■ Directions for this task:
Going line by line through the entries below, tally those that hold the string "BankView". Give only the total.

[Start of Attachment]

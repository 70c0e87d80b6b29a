//! # Shared Bank Handle
//!
//! [`SharedBank`] is how more than one caller reaches a proxy: HTTP
//! handlers, token contracts, receive hooks.
//!
//! - Calls from different threads serialize on a re-entrant mutex, so
//!   entry points never interleave.
//! - A call arriving on a thread that is already inside an entry point (a
//!   token or receive hook calling back into the bank) finds the proxy
//!   borrowed and fails with [`BankError::Reentrancy`]. Nothing it would
//!   have done happens; the outer call carries on.
//! - Queries go to committed storage directly and never take the lock, so
//!   a hook can still read balances mid-call and sees any debit the outer
//!   call has already flushed.

use parking_lot::ReentrantMutex;
use std::cell::RefCell;
use std::sync::Arc;
use tracing::warn;

use vaultbank_protocol::storage::Store;
use vaultbank_protocol::vault::Custody;
use vaultbank_protocol::{Address, BankError, BankResult};

use crate::proxy::BankProxy;
use crate::view::BankView;

pub struct SharedBank {
    proxy: ReentrantMutex<RefCell<BankProxy>>,
    store: Arc<dyn Store>,
    custody: Custody,
    address: Address,
}

impl SharedBank {
    pub fn new(proxy: BankProxy) -> Self {
        Self {
            store: proxy.store(),
            custody: proxy.custody().clone(),
            address: proxy.address(),
            proxy: ReentrantMutex::new(RefCell::new(proxy)),
        }
    }

    pub fn address(&self) -> Address {
        self.address
    }

    /// Runs a mutating call against the proxy.
    pub fn call<R>(&self, f: impl FnOnce(&mut BankProxy) -> BankResult<R>) -> BankResult<R> {
        let guard = self.proxy.lock();
        let mut proxy = match guard.try_borrow_mut() {
            Ok(proxy) => proxy,
            Err(_) => {
                warn!(bank = %self.address, "reentrant call rejected");
                return Err(BankError::Reentrancy);
            }
        };
        f(&mut proxy)
    }

    /// Lock-free queries over committed state.
    pub fn view(&self) -> BankView<'_> {
        BankView::new(self.store.as_ref(), &self.custody)
    }

    pub fn custody(&self) -> &Custody {
        &self.custody
    }
}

[End of Attachment]

■ The completed task:
3